There’s battle lines being drawn
Nobody’s right if everybody’s wrong
For What It’s Worth by Buffalo Springfield
I recall vividly watching the PR nightmare cascade out of control on the nightly news. It was 1968, and Mayor Daley had intended to use his city's hosting of the Democratic National Convention to showcase Chicago’s progress. Instead, middle-class suburban families like mine watched live coverage of hippies, yippies, and disenchanted youth armed with ideologies, bell bottoms, and protest placards being clubbed by horse-mounted police as they demonstrated outside the convention center.
It was a tumultuous year for America that witnessed the assassinations of Martin Luther King in April and Robert F. Kennedy in June, and would be the high-water mark of U.S. involvement in Vietnam. Across the land, battle lines were deeply etched between pro- and anti-establishment factions.
Today, as well, there are multiple combat lines being incised between a number of fiscal, economic, as well as ideological forces. Of all the various combatants, the U.S. states are emerging on the frontlines of the fight. And some of their tactics are encouragingly following free-market principles. Let’s pick up the story with some recently published data.

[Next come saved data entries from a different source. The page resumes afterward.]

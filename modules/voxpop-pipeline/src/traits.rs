// Trait abstraction for the community platform, mirroring the two search
// endpoints the pipeline uses. Enables deterministic tests with stub
// implementations: no network, no live subreddits.

use anyhow::Result;
use async_trait::async_trait;

use reddit_client::{CommunityInfo, PostInfo, RedditClient};

#[async_trait]
pub trait CommunitySearch: Send + Sync {
    /// Search the platform for communities matching a keyword.
    async fn search_communities(&self, query: &str, limit: u32) -> Result<Vec<CommunityInfo>>;

    /// Search one community's posts for a term.
    async fn search_posts(
        &self,
        community: &str,
        query: &str,
        limit: u32,
    ) -> Result<Vec<PostInfo>>;
}

#[async_trait]
impl CommunitySearch for RedditClient {
    async fn search_communities(&self, query: &str, limit: u32) -> Result<Vec<CommunityInfo>> {
        Ok(RedditClient::search_communities(self, query, limit).await?)
    }

    async fn search_posts(
        &self,
        community: &str,
        query: &str,
        limit: u32,
    ) -> Result<Vec<PostInfo>> {
        Ok(RedditClient::search_posts(self, community, query, limit).await?)
    }
}
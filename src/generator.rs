use log::debug;
use rand::distributions::{Bernoulli, Distribution, Uniform};
use rand::rngs::StdRng;
use rand::{Rng, SeedableRng};
use simple_error::{try_with, SimpleResult};

use crate::network::{Edge, Network};
use crate::params::{self, GeneratorParams, NumericDomain, Topology};
use crate::types::{EdgeKey, HashSet};

/// Generates a network and returns it with the configured step count.
///
/// Thresholds and weights are drawn uniformly from the closed ranges in `generator_params`.
/// Excluded self-loops and parallel edges are redrawn from the same seeded generator.
pub fn generate(generator_params: &GeneratorParams) -> SimpleResult<(Network, usize)> {
    try_with!(
        params::validate_generator_params(generator_params),
        "invalid generator parameters"
    );

    let seed = generator_params.seed.unwrap_or(0);
    let mut rng = StdRng::seed_from_u64(seed);

    let num_neurons = generator_params.num_neurons;
    let numeric_domain = generator_params.numeric_domain;

    let active_dist = try_with!(
        Bernoulli::new(generator_params.active_probability),
        "invalid active probability"
    );

    let initial_states: Vec<bool> = (0..num_neurons)
        .map(|_| active_dist.sample(&mut rng))
        .collect();

    let thresholds: Vec<f64> = (0..num_neurons)
        .map(|_| sample_in(generator_params.threshold_range, numeric_domain, &mut rng))
        .collect();

    let edges = sample_edges(generator_params, &mut rng);

    debug!(
        "generated {} neurons ({} active), {} edges with seed {}",
        num_neurons,
        initial_states.iter().filter(|active| **active).count(),
        edges.len(),
        seed
    );

    let network = try_with!(
        Network::build_with(num_neurons, initial_states, thresholds, edges, numeric_domain),
        "generated network is malformed"
    );

    Ok((network, generator_params.num_steps))
}

fn sample_edges<R: Rng>(generator_params: &GeneratorParams, rng: &mut R) -> Vec<Edge> {
    let mut edges = Vec::with_capacity(generator_params.num_edges);
    if generator_params.num_edges == 0 {
        return edges;
    }

    let nid_dist = Uniform::new(0, generator_params.num_neurons);
    let mut seen: HashSet<EdgeKey> = HashSet::default();

    for k in 0..generator_params.num_edges {
        let (source, target) = loop {
            let source = match generator_params.topology {
                Topology::Random => nid_dist.sample(rng),
                Topology::FixedOutDegree => k % generator_params.num_neurons,
            };
            let target = nid_dist.sample(rng);

            if !generator_params.allow_self_loops && source == target {
                continue;
            }

            if !generator_params.allow_duplicate_edges && !seen.insert((source, target)) {
                continue;
            }

            break (source, target);
        };

        let weight = sample_in(
            generator_params.weight_range,
            generator_params.numeric_domain,
            rng,
        );
        edges.push(Edge::new(source, target, weight));
    }

    edges
}

fn sample_in<R: Rng>(range: (f64, f64), numeric_domain: NumericDomain, rng: &mut R) -> f64 {
    match numeric_domain {
        NumericDomain::Real => rng.gen_range(range.0..=range.1),
        NumericDomain::Integer => {
            let low = range.0.ceil() as i64;
            let high = range.1.floor() as i64;
            rng.gen_range(low..=high) as f64
        }
    }
}

#[cfg(test)]
mod tests {
    use super::*;
    use crate::util::test_util;

    #[test]
    fn dimensions() {
        let params = test_util::get_template_generator_params();
        let (network, num_steps) = generate(&params).unwrap();

        assert_eq!(network.num_neurons(), params.num_neurons);
        assert_eq!(network.num_edges(), params.num_edges);
        assert_eq!(num_steps, params.num_steps);
    }

    #[test]
    fn same_seed_same_network() {
        let mut params = test_util::get_template_generator_params();
        params.seed = Some(7);

        let (first, _) = generate(&params).unwrap();
        let (second, _) = generate(&params).unwrap();
        assert_eq!(first, second);

        params.seed = Some(8);
        let (third, _) = generate(&params).unwrap();
        assert_ne!(first, third);
    }

    #[test]
    fn missing_seed_defaults_to_zero() {
        let mut params = test_util::get_template_generator_params();
        params.seed = None;
        let (unseeded, _) = generate(&params).unwrap();

        params.seed = Some(0);
        let (seeded, _) = generate(&params).unwrap();
        assert_eq!(unseeded, seeded);
    }

    #[test]
    fn values_within_ranges() {
        let mut params = test_util::get_template_generator_params();
        params.threshold_range = (-1.0, 2.0);
        params.weight_range = (-0.5, 0.5);
        let (network, _) = generate(&params).unwrap();

        assert!(network
            .thresholds()
            .iter()
            .all(|threshold| (-1.0..=2.0).contains(threshold)));
        assert!(network
            .edges()
            .iter()
            .all(|edge| (-0.5..=0.5).contains(&edge.weight)));
    }

    #[test]
    fn integer_domain_yields_exact_signals() {
        let mut params = test_util::get_template_generator_params();
        params.numeric_domain = NumericDomain::Integer;
        params.threshold_range = (-1.0, 2.0);
        params.weight_range = (-2.5, 3.5);
        let (network, _) = generate(&params).unwrap();

        assert!(network.has_exact_signals());
        assert!(network
            .edges()
            .iter()
            .all(|edge| edge.weight.fract() == 0.0 && (-2.0..=3.0).contains(&edge.weight)));
    }

    #[test]
    fn exclusions_are_honoured() {
        let mut params = test_util::get_template_generator_params();
        params.num_neurons = 6;
        params.num_edges = 30;
        params.allow_self_loops = false;
        params.allow_duplicate_edges = false;
        let (network, _) = generate(&params).unwrap();

        let edges = network.edges();
        assert_eq!(edges.len(), 30);
        assert!(edges.iter().all(|edge| edge.source != edge.target));

        let distinct: HashSet<EdgeKey> = edges
            .iter()
            .map(|edge| (edge.source, edge.target))
            .collect();
        assert_eq!(distinct.len(), 30);
    }

    #[test]
    fn fixed_out_degree() {
        let mut params = test_util::get_template_generator_params();
        params.num_neurons = 10;
        params.num_edges = 30;
        params.topology = Topology::FixedOutDegree;
        let (network, _) = generate(&params).unwrap();

        for nid in 0..10 {
            assert_eq!(network.out_degree(nid), 3);
        }
    }

    #[test]
    fn activity_probability_extremes() {
        let mut params = test_util::get_template_generator_params();
        params.active_probability = 0.0;
        let (network, _) = generate(&params).unwrap();
        assert!(network.initial_states().iter().all(|active| !active));

        params.active_probability = 1.0;
        let (network, _) = generate(&params).unwrap();
        assert!(network.initial_states().iter().all(|active| *active));
    }

    #[test]
    fn generated_networks_simulate_consistently() {
        let mut params = test_util::get_template_generator_params();
        params.weight_range = (-0.5, 1.0);

        for seed in 0..5 {
            params.seed = Some(seed);
            let (network, num_steps) = generate(&params).unwrap();
            test_util::assert_simulators_agree(&network, num_steps);
        }

        params.numeric_domain = NumericDomain::Integer;
        params.threshold_range = (0.0, 2.0);
        params.weight_range = (-1.0, 2.0);
        let (network, num_steps) = generate(&params).unwrap();
        test_util::assert_simulators_agree(&network, num_steps);
    }

    #[test]
    fn extreme_ranges_rejected() {
        let mut params = test_util::get_template_generator_params();
        params.weight_range = (-1e308, 1e308);
        assert!(generate(&params).is_err());

        let mut params = test_util::get_template_generator_params();
        params.numeric_domain = NumericDomain::Integer;
        params.threshold_range = (1e20, 1e20);
        assert!(generate(&params).is_err());
    }

    #[test]
    fn degenerate_range_yields_bound() {
        let mut params = test_util::get_template_generator_params();
        params.threshold_range = (0.5, 0.5);
        let (network, _) = generate(&params).unwrap();

        assert!(network.thresholds().iter().all(|threshold| *threshold == 0.5));
    }

    #[test]
    fn invalid_params_rejected() {
        let mut params = test_util::get_template_generator_params();
        params.weight_range = (1.0, 0.0);
        let result = generate(&params);

        assert!(result.is_err());
        assert!(result
            .unwrap_err()
            .as_str()
            .starts_with("invalid generator parameters"));
    }
}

It is no secret that U.S. states in general are facing large budget deficits, and a dozen or so in particular are in dire straits. State tax revenue has fallen dramatically since the real estate bust and subsequent recession. Although the National Bureau of Economic Research, the official arbiter of recession dating, declared the nation’s downturn had ended in June 2009, the states treasuries didn’t get the memo for months. Take a look at the table:
The table shows the revenue generated from the three largest sources, not all sources, so the total percentage change may be higher than the data would seem to suggest. Also, these are nominal changes unadjusted for inflation. With inflation ranging between 0.2% and 2.8% during the period reviewed, the gains would have been muted and losses amplified.
I selected the third quarter of 2007 to begin the analysis because that is when the red ink first appeared following the end of the previous recession in 2001. The stand-out in the red ink category is the corporate income tax (CIT). Here’s a closer look: \
If adjusted for inflation, the two quarters of positive CIT growth would be only a few tenths above zero. With or without the adjustment, CIT revenue has declined 11 of the past 13 quarters and remains a troubling statistic. And considering that the 3Q2010 rise was measured against the 3Q2009 figure that was 22.1% below 3Q2008 that was 13.2% below 3Q2007 that was 4.3% below 3Q2006, it was a mighty small leap over an exceptionally low bar.
Of the three revenue sources, CIT is the one to watch and will determine the path of PIT and sales tax growth. A sustained fall in corporate taxes remitted to the state signals company profits are falling or remain negative. Declining or nonexistent company profits do not encourage hiring. And absent rising employment, both PIT and sales tax revenue will stagnate.
Yes, PIT and sales tax revenue have shown some signs of life for 2010 through September. However, whether this rise was due to income tax rebates and other one-time stimulus schemes or organic growth in employment and wages is hard to determine. Time will tell.
But recent events suggest that a battle for tax revenue has commenced, pitting high-tax states against low-tax states.
In January Illinois, faced with a gaping $13 billion hole in its budget, $8 billion in unpaid bills, and addicted to its corrupt spending ways, raised its personal income tax rate 66% and the corporate tax rate 46%.
The reaction from neighboring Wisconsin Governor Scott Walker was immediate. “Escape to Wisconsin,” said Walker, borrowing from an old state tourism board campaign motto, and urged Illinois businesses to move to his state.
Wisconsin’s Walker was not alone. Indiana Governor Mitch Daniels, Michigan’s Rick Snyder, and even Chris Christie in faraway New Jersey have been promoting their states as a haven for businesses that want to flee the tax-and-spend culture.
This trend is not limited to the big three tax revenue targets – PIT, CIT and sales –with some states getting very creative. The latest twist on beggar-thy-tax-neighbor targets cigarettes. New Jersey, New Hampshire and Rhode Island are considering reducing their taxes levied on cigarettes in the hope of drawing smokers from other states to buy in their state, thus increasing revenue.
This is the age-old border town strategy. States with geographically small footprints and/or those with large towns on or near their borders will entice neighboring state residents to make the short drive and save on sales, use or excise taxes.
My prediction: At some point, states will begin reducing their tax on gasoline to draw motorists from across the border. But that’s a topic I will cover next week.
Tax competition is here and it is real, not merely conjecture based on anecdotal evidence. As I pointed out in a previous article in this space, for the years 1998-2008, the states with the lowest PIT experienced far higher rises in gross state product, employment, population and tax receipts. If you want to increase your tax take, lower your tax rate. As counter-intuitive as that sounds, it’s true. Free-market competition has entered the tax sector.
The border town strategy is turning today’s state lines into tomorrow’s battle lines. The taxpayer will be the ultimate winner.